Graham also said that McCain’s speech as targeting a larger audience.
“I took John McCain’s speech to be the direction within the party more than anything else,” Graham said. “There are forces within our party that don’t want us to become isolationists. John McCain is not an isolationist.”
McCain and Trump have been feuding since the campaign, when then-candidate Trump belittled the war experience of McCain, a prisoner of war held by the Vietnamese, saying he preferred heroes who were not captured. It continued through this summer and McCain’s votes against GOP health care reform bills.
The “nationalism” line that appeared to irritate Trump was part of a much larger speech that McCain gave Monday night at the National Constitution Center in Philadelphia, where he was given the 2017 Liberty Medal.
“To refuse the obligations of international leadership and our duty to remain ‘the last best hope of Earth’ for the sake of some half-baked, spurious nationalism cooked up by people who would rather find scapegoats than solve problems,” McCain said Monday, “is as unpatriotic as an attachment to any other tired dogma of the past that Americans consigned to the ash heap of history.”

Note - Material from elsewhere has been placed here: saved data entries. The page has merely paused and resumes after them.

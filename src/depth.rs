// This file is part of bounded-stack.
// SPDX-License-Identifier: MIT OR Apache-2.0

//! The `Depth` type: a stack's capacity limit, finite or unbounded.
//!
//! `Depth` is fixed at construction of a [`BoundedStack`](crate::BoundedStack)
//! and never changes afterwards. Raw host input is validated through
//! [`TryFrom<i64>`], which rejects negatives with
//! [`Error::NegativeDepth`](crate::Error::NegativeDepth).

// Crate imports
use crate::error::Error;

// Core imports
use core::fmt;

/// The maximum number of elements a stack may hold simultaneously.
#[derive(Debug, Clone, Copy, PartialEq, Eq, Hash)]
pub enum Depth {
    /// A fixed ceiling. `Finite(0)` is valid: such a stack is both empty
    /// and full at all times, and the first push overflows.
    Finite(usize),
    /// No ceiling; the stack never reports itself full.
    Unbounded,
}

impl Depth {
    /// Returns `true` if this depth imposes no ceiling.
    #[inline]
    pub const fn is_unbounded(&self) -> bool {
        matches!(self, Self::Unbounded)
    }

    /// Returns the ceiling as `Some(n)` when finite, `None` when unbounded.
    #[inline]
    pub const fn as_finite(&self) -> Option<usize> {
        match self {
            Self::Finite(n) => Some(*n),
            Self::Unbounded => None,
        }
    }

    /// Returns `true` if a stack holding `len` elements has reached this
    /// depth. Never true for [`Depth::Unbounded`].
    #[inline]
    pub(crate) const fn reached_by(&self, len: usize) -> bool {
        match self {
            Self::Finite(n) => len == *n,
            Self::Unbounded => false,
        }
    }
}

impl From<usize> for Depth {
    #[inline]
    fn from(n: usize) -> Self {
        Self::Finite(n)
    }
}

impl TryFrom<i64> for Depth {
    type Error = Error;

    /// Validates a raw signed depth, rejecting negatives.
    fn try_from(raw: i64) -> Result<Self, Error> {
        usize::try_from(raw)
            .map(Self::Finite)
            .map_err(|_| Error::NegativeDepth)
    }
}

impl fmt::Display for Depth {
    fn fmt(&self, f: &mut fmt::Formatter<'_>) -> fmt::Result {
        match self {
            Self::Finite(n) => write!(f, "{n}"),
            Self::Unbounded => f.write_str("unbounded"),
        }
    }
}

#[cfg(test)]
mod tests {
    // Imports
    use super::Depth;
    use crate::Error;
    use alloc::string::ToString;

    #[test]
    fn test_try_from_accepts_non_negative() {
        // Typed literals: `From<usize>` also supplies a blanket
        // `TryFrom<usize>`, so untyped literals are ambiguous here.
        assert_eq!(Depth::try_from(0i64), Ok(Depth::Finite(0)));
        assert_eq!(Depth::try_from(5i64), Ok(Depth::Finite(5)));
    }

    #[test]
    fn test_try_from_rejects_negative() {
        assert_eq!(Depth::try_from(-1i64), Err(Error::NegativeDepth));
        assert_eq!(Depth::try_from(-10i64), Err(Error::NegativeDepth));
    }

    #[test]
    fn test_queries_and_reached_by() {
        let finite = Depth::Finite(3);
        assert!(!finite.is_unbounded());
        assert_eq!(finite.as_finite(), Some(3));
        assert!(!finite.reached_by(2));
        assert!(finite.reached_by(3));

        let unbounded = Depth::Unbounded;
        assert!(unbounded.is_unbounded());
        assert_eq!(unbounded.as_finite(), None);
        assert!(!unbounded.reached_by(usize::MAX));
    }

    #[test]
    fn test_from_usize_and_display() {
        assert_eq!(Depth::from(4), Depth::Finite(4));
        assert_eq!(Depth::Finite(4).to_string(), "4");
        assert_eq!(Depth::Unbounded.to_string(), "unbounded");
    }
}
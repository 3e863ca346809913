use chrono::{DateTime, Utc};
use serde::{Deserialize, Serialize};
use uuid::Uuid;
use validator::Validate;

use super::{Role, Votes};

/// A reply posted in a thread, either top-level or under another reply
#[derive(Debug, Clone, Serialize, Deserialize, PartialEq)]
#[serde(rename_all = "camelCase")]
pub struct Reply {
    pub id: Uuid,
    pub thread_id: Uuid,

    /// `None` for a top-level reply
    pub parent_reply_id: Option<Uuid>,

    pub author_user_id: Uuid,
    pub author_role: Role,
    pub body: String,
    pub created_at: DateTime<Utc>,

    #[serde(flatten)]
    pub votes: Votes,
}

impl Reply {
    pub fn new(
        thread_id: Uuid,
        parent_reply_id: Option<Uuid>,
        author_user_id: Uuid,
        author_role: Role,
        body: String,
    ) -> Self {
        Self {
            id: Uuid::new_v4(),
            thread_id,
            parent_reply_id,
            author_user_id,
            author_role,
            body,
            created_at: Utc::now(),
            votes: Votes::default(),
        }
    }
}

/// A reply in a rendered tree. Built per request, never stored.
#[derive(Debug, Clone, Serialize, Deserialize, PartialEq)]
#[serde(rename_all = "camelCase")]
pub struct ReplyNode {
    #[serde(flatten)]
    pub reply: Reply,
    pub vote_score: i64,
    pub specialties: Vec<String>,
    pub children: Vec<ReplyNode>,
}

impl ReplyNode {
    /// Total number of nodes in this subtree, including this one
    pub fn subtree_size(&self) -> usize {
        1 + self.children.iter().map(ReplyNode::subtree_size).sum::<usize>()
    }
}

#[derive(Debug, Serialize, Deserialize)]
pub struct ReplyEnvelope {
    pub ok: bool,
    pub reply: ReplyNode,
}

#[derive(Debug, Default, Clone, Deserialize, Validate)]
#[serde(rename_all = "camelCase")]
pub struct CreateReplyRequest {
    pub thread_id: Option<String>,
    pub parent_reply_id: Option<String>,
    pub author_user_id: Option<String>,
    pub author_role: Option<String>,
    #[validate(length(min = 1, max = 20000))]
    pub body: Option<String>,
}
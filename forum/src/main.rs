use anyhow::Context;
use std::net::SocketAddr;
use std::sync::Arc;
use tokio::net::TcpListener;
use tracing_subscriber::{layer::SubscriberExt, util::SubscriberInitExt};

use forum::config::AppConfig;
use forum::routes;
use forum::state::AppState;
use forum::storage::{MemoryStore, PgStore, SharedStore};

#[tokio::main]
async fn main() -> anyhow::Result<()> {
    dotenv::dotenv().ok();

    // Initialize tracing
    tracing_subscriber::registry()
        .with(tracing_subscriber::EnvFilter::new(
            std::env::var("RUST_LOG").unwrap_or_else(|_| "forum=debug,tower_http=debug".into()),
        ))
        .with(tracing_subscriber::fmt::layer())
        .init();

    let config = AppConfig::from_env();

    let store: SharedStore = match &config.database_url {
        Some(url) => {
            let store = PgStore::connect(url, config.database_max_connections)
                .await
                .context("connecting to database")?;
            store.migrate().await.context("running migrations")?;
            tracing::info!("Connected to PostgreSQL");
            Arc::new(store)
        }
        None => {
            tracing::warn!("DATABASE_URL not set, using in-memory store");
            Arc::new(MemoryStore::new())
        }
    };

    let state = Arc::new(AppState::new(store.clone(), config.clone()));

    if config.seed_categories {
        state.forum().seed_categories().await?;
    }

    let app = routes::router(state);

    let addr = SocketAddr::from(([0, 0, 0, 0], config.port));
    let listener = TcpListener::bind(addr).await?;
    tracing::info!("Forum service running on {}", addr);

    axum::serve(listener, app.into_make_service())
        .with_graceful_shutdown(shutdown_signal())
        .await?;

    store.close().await;
    tracing::info!("Forum service stopped");

    Ok(())
}

async fn shutdown_signal() {
    if let Err(e) = tokio::signal::ctrl_c().await {
        tracing::error!("Failed to listen for shutdown signal: {}", e);
        std::future::pending::<()>().await;
    }
}
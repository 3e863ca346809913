use serde::{Deserialize, Serialize};
use std::fmt;
use std::str::FromStr;
use uuid::Uuid;

/// Direction of a vote
#[derive(Debug, Clone, Copy, Serialize, Deserialize, PartialEq, Eq)]
pub enum VoteType {
    #[serde(rename = "upvote")]
    Up,
    #[serde(rename = "downvote")]
    Down,
}

impl VoteType {
    pub fn as_str(&self) -> &'static str {
        match self {
            VoteType::Up => "upvote",
            VoteType::Down => "downvote",
        }
    }
}

impl fmt::Display for VoteType {
    fn fmt(&self, f: &mut fmt::Formatter<'_>) -> fmt::Result {
        f.write_str(self.as_str())
    }
}

/// Error returned when a vote token is not recognized
#[derive(Debug, Clone, PartialEq, Eq)]
pub struct UnknownVoteType(pub String);

impl fmt::Display for UnknownVoteType {
    fn fmt(&self, f: &mut fmt::Formatter<'_>) -> fmt::Result {
        write!(f, "unknown vote type '{}' (expected upvote or downvote)", self.0)
    }
}

impl std::error::Error for UnknownVoteType {}

impl FromStr for VoteType {
    type Err = UnknownVoteType;

    fn from_str(s: &str) -> Result<Self, Self::Err> {
        match s {
            "upvote" => Ok(VoteType::Up),
            "downvote" => Ok(VoteType::Down),
            other => Err(UnknownVoteType(other.to_string())),
        }
    }
}

/// Up-voter and down-voter sets embedded in a thread or reply.
///
/// A voter id appears at most once across both lists. Insertion order is kept
/// so that persisted arrays stay stable between writes.
#[derive(Debug, Clone, Default, Serialize, Deserialize, PartialEq, Eq)]
pub struct Votes {
    pub upvotes: Vec<Uuid>,
    pub downvotes: Vec<Uuid>,
}

impl Votes {
    pub fn new(upvotes: Vec<Uuid>, downvotes: Vec<Uuid>) -> Self {
        Self { upvotes, downvotes }
    }
}

#[derive(Debug, Default, Deserialize)]
#[serde(rename_all = "camelCase")]
pub struct VoteRequest {
    pub user_id: Option<String>,
    pub vote_type: Option<String>,
}

#[derive(Debug, Serialize, Deserialize, PartialEq, Eq)]
#[serde(rename_all = "camelCase")]
pub struct VoteResponse {
    pub ok: bool,
    pub vote_score: i64,
}

impl VoteResponse {
    pub fn new(vote_score: i64) -> Self {
        Self { ok: true, vote_score }
    }
}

-Cronkite News video by Bailey Vogt
He went on to say that Americans “have a moral obligation to continue in our just cause, and we would bring more than shame on our just cause if we don’t.”
The speech expanded on the call McCain has been making since he was diagnosed with a life-threatening brain cancer this summer, a call for more cooperation in Washington.
Monday’s speech did not mention Trump by name and McCain said later Tuesday to CNN that it was aimed at the general attitude that currently pervades Washington.
“There’s an environment here of non-productivity, of a reversion to the attitude of the ’30s, which was one of the major reasons why we fought World War II,” McCain said.
Former Vice President Joe Biden, who presented the Liberty Medal to McCain, said that Monday’s speech was not surprising to people who know McCain, who Biden said often reminded fellow senators that their first responsibility is to the nation.
It didn’t surprise Bruce Rinehart, either, a high school classmate of McCain’s who was on hand for Monday’s ceremony. In high school, he said, McCain “tested the system many times, and to test the upperclassmen in a small private school, you have to have guts.”